• _Work request_
The answer should reproduce the listing below character for character.

--- Data Enclosed Below ---

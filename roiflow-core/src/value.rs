//! Slot values and slot metadata.

use crate::array::{ArrayData, DType};
use crate::roi::Roi;
use crate::{Error, Result};
use std::any::Any;
use std::fmt;
use std::sync::Arc;

#[cfg(feature = "serde")]
use serde::{Deserialize, Serialize};

/// Metadata describing what a slot produces.
#[derive(Debug, Clone, PartialEq, Eq, Default)]
#[cfg_attr(feature = "serde", derive(Serialize, Deserialize))]
pub struct Meta {
    /// Extent per axis. Empty for whole-value slots.
    pub shape: Vec<usize>,
    /// Element type of array slots.
    pub dtype: Option<DType>,
    /// One character per axis, e.g. `"zyx"`.
    pub axistags: Option<String>,
    /// Physical units of the values.
    pub units: Option<String>,
}

impl Meta {
    /// Metadata of an array slot.
    #[must_use]
    pub fn new(shape: Vec<usize>, dtype: DType) -> Self {
        Self {
            shape,
            dtype: Some(dtype),
            axistags: None,
            units: None,
        }
    }

    /// Metadata of a whole-value slot.
    #[must_use]
    pub fn scalar() -> Self {
        Self::default()
    }

    /// Metadata matching a concrete value.
    #[must_use]
    pub fn for_value(value: &Value) -> Self {
        match value {
            Value::Array(array) => Self::new(array.shape().to_vec(), array.dtype()),
            _ => Self::scalar(),
        }
    }

    #[must_use]
    pub fn with_dtype(mut self, dtype: DType) -> Self {
        self.dtype = Some(dtype);
        self
    }

    #[must_use]
    pub fn with_shape(mut self, shape: Vec<usize>) -> Self {
        self.shape = shape;
        self
    }

    #[must_use]
    pub fn with_axistags(mut self, axistags: impl Into<String>) -> Self {
        self.axistags = Some(axistags.into());
        self
    }

    #[must_use]
    pub fn with_units(mut self, units: impl Into<String>) -> Self {
        self.units = Some(units.into());
        self
    }

    #[must_use]
    pub fn ndim(&self) -> usize {
        self.shape.len()
    }

    /// Element type, required for array slots.
    ///
    /// # Errors
    /// Returns [`Error::Config`] when no dtype has been assigned.
    pub fn require_dtype(&self) -> Result<DType> {
        self.dtype
            .ok_or_else(|| Error::Config(format!("metadata {:?} carries no dtype", self.shape)))
    }
}

/// A value carried by a slot.
#[derive(Clone, Default)]
pub enum Value {
    /// No value (e.g. an untrained classifier).
    #[default]
    None,
    Bool(bool),
    Int(i64),
    Float(f64),
    Text(String),
    /// A list of regions.
    Rois(Vec<Roi>),
    Array(ArrayData),
    /// An object the engine treats as opaque (e.g. a classifier).
    Opaque(Arc<dyn Any + Send + Sync>),
}

impl Value {
    /// Wraps an arbitrary object.
    pub fn opaque<T: Any + Send + Sync>(value: T) -> Self {
        Value::Opaque(Arc::new(value))
    }

    /// Short name of the variant, used in error messages.
    #[must_use]
    pub fn kind(&self) -> &'static str {
        match self {
            Value::None => "none",
            Value::Bool(_) => "bool",
            Value::Int(_) => "int",
            Value::Float(_) => "float",
            Value::Text(_) => "text",
            Value::Rois(_) => "rois",
            Value::Array(_) => "array",
            Value::Opaque(_) => "opaque",
        }
    }

    fn mismatch(&self, expected: &str) -> Error {
        Error::DTypeMismatch {
            expected: expected.to_string(),
            found: self.kind().to_string(),
        }
    }

    #[must_use]
    pub fn is_none(&self) -> bool {
        matches!(self, Value::None)
    }

    /// # Errors
    /// Returns [`Error::DTypeMismatch`] for non-bool values.
    pub fn as_bool(&self) -> Result<bool> {
        match self {
            Value::Bool(v) => Ok(*v),
            other => Err(other.mismatch("bool")),
        }
    }

    /// # Errors
    /// Returns [`Error::DTypeMismatch`] for non-integer values.
    pub fn as_int(&self) -> Result<i64> {
        match self {
            Value::Int(v) => Ok(*v),
            other => Err(other.mismatch("int")),
        }
    }

    /// Numeric value; integers are widened.
    ///
    /// # Errors
    /// Returns [`Error::DTypeMismatch`] for non-numeric values.
    #[allow(clippy::cast_precision_loss)]
    pub fn as_float(&self) -> Result<f64> {
        match self {
            Value::Float(v) => Ok(*v),
            Value::Int(v) => Ok(*v as f64),
            other => Err(other.mismatch("float")),
        }
    }

    /// # Errors
    /// Returns [`Error::DTypeMismatch`] for non-text values.
    pub fn as_text(&self) -> Result<&str> {
        match self {
            Value::Text(v) => Ok(v),
            other => Err(other.mismatch("text")),
        }
    }

    /// # Errors
    /// Returns [`Error::DTypeMismatch`] for values that are not region lists.
    pub fn as_rois(&self) -> Result<&[Roi]> {
        match self {
            Value::Rois(v) => Ok(v),
            other => Err(other.mismatch("rois")),
        }
    }

    /// # Errors
    /// Returns [`Error::DTypeMismatch`] for non-array values.
    pub fn as_array(&self) -> Result<&ArrayData> {
        match self {
            Value::Array(v) => Ok(v),
            other => Err(other.mismatch("array")),
        }
    }

    /// # Errors
    /// Returns [`Error::DTypeMismatch`] for non-array values.
    pub fn as_array_mut(&mut self) -> Result<&mut ArrayData> {
        match self {
            Value::Array(v) => Ok(v),
            other => Err(other.mismatch("array")),
        }
    }

    /// # Errors
    /// Returns [`Error::DTypeMismatch`] for non-array values.
    pub fn into_array(self) -> Result<ArrayData> {
        match self {
            Value::Array(v) => Ok(v),
            other => Err(other.mismatch("array")),
        }
    }

    /// The wrapped object if this is an opaque value of type `T`.
    #[must_use]
    pub fn downcast<T: Any + Send + Sync>(&self) -> Option<Arc<T>> {
        match self {
            Value::Opaque(any) => Arc::clone(any).downcast::<T>().ok(),
            _ => None,
        }
    }
}

impl fmt::Debug for Value {
    fn fmt(&self, f: &mut fmt::Formatter<'_>) -> fmt::Result {
        match self {
            Value::None => write!(f, "None"),
            Value::Bool(v) => write!(f, "Bool({v})"),
            Value::Int(v) => write!(f, "Int({v})"),
            Value::Float(v) => write!(f, "Float({v})"),
            Value::Text(v) => write!(f, "Text({v:?})"),
            Value::Rois(v) => write!(f, "Rois({} regions)", v.len()),
            Value::Array(a) => write!(f, "Array({}, {:?})", a.dtype(), a.shape()),
            Value::Opaque(_) => write!(f, "Opaque(..)"),
        }
    }
}

impl PartialEq for Value {
    fn eq(&self, other: &Self) -> bool {
        match (self, other) {
            (Value::None, Value::None) => true,
            (Value::Bool(a), Value::Bool(b)) => a == b,
            (Value::Int(a), Value::Int(b)) => a == b,
            (Value::Float(a), Value::Float(b)) => a.to_bits() == b.to_bits(),
            (Value::Text(a), Value::Text(b)) => a == b,
            (Value::Rois(a), Value::Rois(b)) => a == b,
            (Value::Array(a), Value::Array(b)) => a == b,
            (Value::Opaque(a), Value::Opaque(b)) => Arc::ptr_eq(a, b),
            _ => false,
        }
    }
}

impl From<bool> for Value {
    fn from(v: bool) -> Self {
        Value::Bool(v)
    }
}

impl From<i64> for Value {
    fn from(v: i64) -> Self {
        Value::Int(v)
    }
}

impl From<f64> for Value {
    fn from(v: f64) -> Self {
        Value::Float(v)
    }
}

impl From<&str> for Value {
    fn from(v: &str) -> Self {
        Value::Text(v.to_string())
    }
}

impl From<String> for Value {
    fn from(v: String) -> Self {
        Value::Text(v)
    }
}

impl From<Vec<Roi>> for Value {
    fn from(v: Vec<Roi>) -> Self {
        Value::Rois(v)
    }
}

impl From<ArrayData> for Value {
    fn from(v: ArrayData) -> Self {
        Value::Array(v)
    }
}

--- End of Enclosed Data ---

• _Your response_
filename roiflow-core/src/value.rs
//! Slot values and slot metadata.

use crate::array::{ArrayData, DType};
use crate::roi::Roi;
use crate::{Error, Result};
use std::any::Any;
use std::fmt;
use std::sync::Arc;

#[cfg(feature = "serde")]
use serde::{Deserialize, Serialize};

/// Metadata describing what a slot produces.
#[derive(Debug, Clone, PartialEq, Eq, Default)]
#[cfg_attr(feature = "serde", derive(Serialize, Deserialize))]
pub struct Meta {
    /// Extent per axis. Empty for whole-value slots.
    pub shape: Vec<usize>,
    /// Element type of array slots.
    pub dtype: Option<DType>,
    /// One character per axis, e.g. `"zyx"`.
    pub axistags: Option<String>,
    /// Physical units of the values.
    pub units: Option<String>,
}

impl Meta {
    /// Metadata of an array slot.
    #[must_use]
    pub fn new(shape: Vec<usize>, dtype: DType) -> Self {
        Self {
            shape,
            dtype: Some(dtype),
            axistags: None,
            units: None,
        }
    }

    /// Metadata of a whole-value slot.
    #[must_use]
    pub fn scalar() -> Self {
        Self::default()
    }

    /// Metadata matching a concrete value.
    #[must_use]
    pub fn for_value(value: &Value) -> Self {
        match value {
            Value::Array(array) => Self::new(array.shape().to_vec(), array.dtype()),
            _ => Self::scalar(),
        }
    }

    #[must_use]
    pub fn with_dtype(mut self, dtype: DType) -> Self {
        self.dtype = Some(dtype);
        self
    }

    #[must_use]
    pub fn with_shape(mut self, shape: Vec<usize>) -> Self {
        self.shape = shape;
        self
    }

    #[must_use]
    pub fn with_axistags(mut self, axistags: impl Into<String>) -> Self {
        self.axistags = Some(axistags.into());
        self
    }

    #[must_use]
    pub fn with_units(mut self, units: impl Into<String>) -> Self {
        self.units = Some(units.into());
        self
    }

    #[must_use]
    pub fn ndim(&self) -> usize {
        self.shape.len()
    }

    /// Element type, required for array slots.
    ///
    /// # Errors
    /// Returns [`Error::Config`] when no dtype has been assigned.
    pub fn require_dtype(&self) -> Result<DType> {
        self.dtype
            .ok_or_else(|| Error::Config(format!("metadata {:?} carries no dtype", self.shape)))
    }
}

/// A value carried by a slot.
#[derive(Clone, Default)]
pub enum Value {
    /// No value (e.g. an untrained classifier).
    #[default]
    None,
    Bool(bool),
    Int(i64),
    Float(f64),
    Text(String),
    /// A list of regions.
    Rois(Vec<Roi>),
    Array(ArrayData),
    /// An object the engine treats as opaque (e.g. a classifier).
    Opaque(Arc<dyn Any + Send + Sync>),
}

impl Value {
    /// Wraps an arbitrary object.
    pub fn opaque<T: Any + Send + Sync>(value: T) -> Self {
        Value::Opaque(Arc::new(value))
    }

    /// Short name of the variant, used in error messages.
    #[must_use]
    pub fn kind(&self) -> &'static str {
        match self {
            Value::None => "none",
            Value::Bool(_) => "bool",
            Value::Int(_) => "int",
            Value::Float(_) => "float",
            Value::Text(_) => "text",
            Value::Rois(_) => "rois",
            Value::Array(_) => "array",
            Value::Opaque(_) => "opaque",
        }
    }

    fn mismatch(&self, expected: &str) -> Error {
        Error::DTypeMismatch {
            expected: expected.to_string(),
            found: self.kind().to_string(),
        }
    }

    #[must_use]
    pub fn is_none(&self) -> bool {
        matches!(self, Value::None)
    }

    /// # Errors
    /// Returns [`Error::DTypeMismatch`] for non-bool values.
    pub fn as_bool(&self) -> Result<bool> {
        match self {
            Value::Bool(v) => Ok(*v),
            other => Err(other.mismatch("bool")),
        }
    }

    /// # Errors
    /// Returns [`Error::DTypeMismatch`] for non-integer values.
    pub fn as_int(&self) -> Result<i64> {
        match self {
            Value::Int(v) => Ok(*v),
            other => Err(other.mismatch("int")),
        }
    }

    /// Numeric value; integers are widened.
    ///
    /// # Errors
    /// Returns [`Error::DTypeMismatch`] for non-numeric values.
    #[allow(clippy::cast_precision_loss)]
    pub fn as_float(&self) -> Result<f64> {
        match self {
            Value::Float(v) => Ok(*v),
            Value::Int(v) => Ok(*v as f64),
            other => Err(other.mismatch("float")),
        }
    }

    /// # Errors
    /// Returns [`Error::DTypeMismatch`] for non-text values.
    pub fn as_text(&self) -> Result<&str> {
        match self {
            Value::Text(v) => Ok(v),
            other => Err(other.mismatch("text")),
        }
    }

    /// # Errors
    /// Returns [`Error::DTypeMismatch`] for values that are not region lists.
    pub fn as_rois(&self) -> Result<&[Roi]> {
        match self {
            Value::Rois(v) => Ok(v),
            other => Err(other.mismatch("rois")),
        }
    }

    /// # Errors
    /// Returns [`Error::DTypeMismatch`] for non-array values.
    pub fn as_array(&self) -> Result<&ArrayData> {
        match self {
            Value::Array(v) => Ok(v),
            other => Err(other.mismatch("array")),
        }
    }

    /// # Errors
    /// Returns [`Error::DTypeMismatch`] for non-array values.
    pub fn as_array_mut(&mut self) -> Result<&mut ArrayData> {
        match self {
            Value::Array(v) => Ok(v),
            other => Err(other.mismatch("array")),
        }
    }

    /// # Errors
    /// Returns [`Error::DTypeMismatch`] for non-array values.
    pub fn into_array(self) -> Result<ArrayData> {
        match self {
            Value::Array(v) => Ok(v),
            other => Err(other.mismatch("array")),
        }
    }

    /// The wrapped object if this is an opaque value of type `T`.
    #[must_use]
    pub fn downcast<T: Any + Send + Sync>(&self) -> Option<Arc<T>> {
        match self {
            Value::Opaque(any) => Arc::clone(any).downcast::<T>().ok(),
            _ => None,
        }
    }
}

impl fmt::Debug for Value {
    fn fmt(&self, f: &mut fmt::Formatter<'_>) -> fmt::Result {
        match self {
            Value::None => write!(f, "None"),
            Value::Bool(v) => write!(f, "Bool({v})"),
            Value::Int(v) => write!(f, "Int({v})"),
            Value::Float(v) => write!(f, "Float({v})"),
            Value::Text(v) => write!(f, "Text({v:?})"),
            Value::Rois(v) => write!(f, "Rois({} regions)", v.len()),
            Value::Array(a) => write!(f, "Array({}, {:?})", a.dtype(), a.shape()),
            Value::Opaque(_) => write!(f, "Opaque(..)"),
        }
    }
}

impl PartialEq for Value {
    fn eq(&self, other: &Self) -> bool {
        match (self, other) {
            (Value::None, Value::None) => true,
            (Value::Bool(a), Value::Bool(b)) => a == b,
            (Value::Int(a), Value::Int(b)) => a == b,
            (Value::Float(a), Value::Float(b)) => a.to_bits() == b.to_bits(),
            (Value::Text(a), Value::Text(b)) => a == b,
            (Value::Rois(a), Value::Rois(b)) => a == b,
            (Value::Array(a), Value::Array(b)) => a == b,
            (Value::Opaque(a), Value::Opaque(b)) => Arc::ptr_eq(a, b),
            _ => false,
        }
    }
}

impl From<bool> for Value {
    fn from(v: bool) -> Self {
        Value::Bool(v)
    }
}

impl From<i64> for Value {
    fn from(v: i64) -> Self {
        Value::Int(v)
    }
}

impl From<f64> for Value {
    fn from(v: f64) -> Self {
        Value::Float(v)
    }
}

impl From<&str> for Value {
    fn from(v: &str) -> Self {
        Value::Text(v.to_string())
    }
}

impl From<String> for Value {
    fn from(v: String) -> Self {
        Value::Text(v)
    }
}

impl From<Vec<Roi>> for Value {
    fn from(v: Vec<Roi>) -> Self {
        Value::Rois(v)
    }
}

impl From<ArrayData> for Value {
    fn from(v: ArrayData) -> Self {
        Value::Array(v)
    }
}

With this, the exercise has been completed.